Another challenge in reading is how to retain the information, the ideas, the knowledge you’ve just read. Reading without comprehension makes reading useless.
If you aren’t a voracious reader at this point in your life, and you’d like to take on the habit of reading and become obsessed with learning, I’ll share with you the tips that worked for me, and they may work for you too.
How Reading Changed My Life
Did you know most people only read a handful of books after they get done with school? I would like to help you show up more powerfully in life and business with high-performance habits and
well-crafted storytelling. That’s both surprising and not-so-surprising.
If you don’t know me or if we haven’t met, let me tell you my story. Before getting into business, I was once a hundred-pound overweight and was a three-time college dropout. high-performance skills weren’t in my vocabulary early on in my life, up until the age of probably 22, 23, 24 years old.
I wouldn’t say that I couldn’t learn or that I wasn’t smart. I just wasn’t a great student. Reading was something I had to do but it was never something I looked forward to. I was not a big reader growing up.
And I remember early on, when I was getting started in the business, I had a mentor that really challenged me in a lot of ways. I was trying to get clients, trying to build my business, and I was doing all the things right. I was doing all the steps but realized it wasn’t working.
My mentor challenged me. He asked what I was watching or listening to in my spare time. I gave him a vague answer, and told him “like what other people do.” I’d wake up in the morning and pop on ESPN. I listened to a lot of sports radio talk, and there’s nothing wrong with that. I’m obviously an avid sports fan.
While what I did was normal for most people, I realized that I wasn’t dominating most of my day. It was easy to get caught on debates who had the best defense or who was the greatest player of all time. We notice what’s wrong in the world and then we complain. While I was busy doing all that, I figured what I was not doing: I was not learning.
I wasn’t increasing my skill sets. I’m somebody in life that wants to be better, as an entrepreneur building a business, or be better at the job that I’m in or maybe as an employee. Maybe I wanna be better in relationships with my friends and my loved ones.
The good thing is that there are books and information on how to get better at all these things. So many of the things that we feel like we’re not good at aren’t necessarily talent-based. They’re not something that only a certain percentage of people that’s reserved for them to be good at. Most skills are learnable things. Most skills really require no talent. They just require some knowledge and some application.
How to become obsessed with learning
I want to share with you real quick some ways that a non-reader really became obsessed with learning.
1). Listen to audiobooks
If I can listen to sports talk radio or I can pop on ESPN in the morning as I’m getting ready, I can passively be listening to something. Now sometimes, that actually is in video form. I’ll wake up in the morning and pop on something on YouTube or IGTV that is either something positive that’s gonna help build me up and get me in a good mindset for the day or literally is teaching me a skill I need.
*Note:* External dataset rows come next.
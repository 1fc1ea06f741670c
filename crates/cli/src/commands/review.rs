//! Review commands.
//!
//! Reviews live in the catalog file next to their product. Each mutation
//! runs under the catalog file lock and recomputes the product's cached
//! rating before the file is written.

use grocer_core::{ProductId, ReviewId, UserId};
use grocer_storefront::config::StorefrontConfig;
use grocer_storefront::error::Result;
use grocer_storefront::rating;
use grocer_storefront::services::reviews::ReviewService;

use super::catalog;

/// List the reviews of `product`.
///
/// # Errors
///
/// Returns an error if the catalog cannot be loaded or has no such product.
#[allow(clippy::print_stdout)]
pub fn list(config: &StorefrontConfig, product: ProductId) -> Result<()> {
    let catalog = catalog::load(&config.catalog_path)?;
    let reviews = ReviewService::new(&catalog).list_reviews(product)?;

    let summary = rating::recompute(&reviews);
    println!(
        "{} / 5 from {} reviews",
        summary.rating, summary.review_count
    );
    for (slot, count) in rating::distribution(&reviews).iter().enumerate().rev() {
        println!("  {}★ {count}", slot + 1);
    }
    for review in &reviews {
        println!(
            "#{} by user {} ({}★, {}): {}",
            review.id,
            review.author,
            review.rating(),
            review.created_at.format("%Y-%m-%d"),
            review.comment
        );
    }
    Ok(())
}

/// Add a review and save the catalog.
///
/// # Errors
///
/// Returns an error if the rating is invalid, the author already reviewed
/// the product, or the catalog cannot be loaded or saved.
#[allow(clippy::print_stdout)]
pub fn add(
    config: &StorefrontConfig,
    product: ProductId,
    author: UserId,
    stars: u8,
    comment: &str,
) -> Result<()> {
    let review = catalog::update(&config.catalog_path, |catalog| {
        Ok(ReviewService::new(catalog).add_review(product, author, stars, comment)?)
    })?;

    println!("Added review #{}", review.id);
    Ok(())
}

/// Edit a review and save the catalog.
///
/// # Errors
///
/// Returns an error if the rating is invalid, the review does not exist, or
/// the catalog cannot be loaded or saved.
pub fn edit(
    config: &StorefrontConfig,
    product: ProductId,
    review: ReviewId,
    stars: u8,
    comment: &str,
) -> Result<()> {
    catalog::update(&config.catalog_path, |catalog| {
        ReviewService::new(catalog).edit_review(product, review, stars, comment)?;
        Ok(())
    })
}

/// Delete a review and save the catalog.
///
/// # Errors
///
/// Returns an error if the review does not exist or the catalog cannot be
/// loaded or saved.
pub fn delete(config: &StorefrontConfig, product: ProductId, review: ReviewId) -> Result<()> {
    catalog::update(&config.catalog_path, |catalog| {
        ReviewService::new(catalog).delete_review(product, review)?;
        Ok(())
    })
}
So think right now, what’s keeping you from where you wanna be in life? You might say you don’t know what to do or that you’re not good at it. But for some people, it’s some kind of skill. Maybe it’s learning how to shoot video or how to build a video business online. Maybe it’s email marketing. Maybe it’s networking. Maybe it’s how to make new friends because you’ve decided your circle’s really small and you want to meet new people.
These are all skillsets, and there’s all sorts of information out there helping people learn new skills. You can go to the internet and type how to XYZ. But then there are also books. Initially, listening to just five or ten minutes a day of a good book is a great start.
But that also leads me to the second tip: don’t try to eat it all at once. It isn’t a matter of trying to sit down and read a big book.
2). Read in portions
My mentor challenged me to read 10 pages a day of a good book. So I will sit down, take that 10 pages and hold that just to see how long it was. It just seemed so daunting at times, so I would pick books with bigger fonts and the pages went by quickly. I’d be happy if there were pictures.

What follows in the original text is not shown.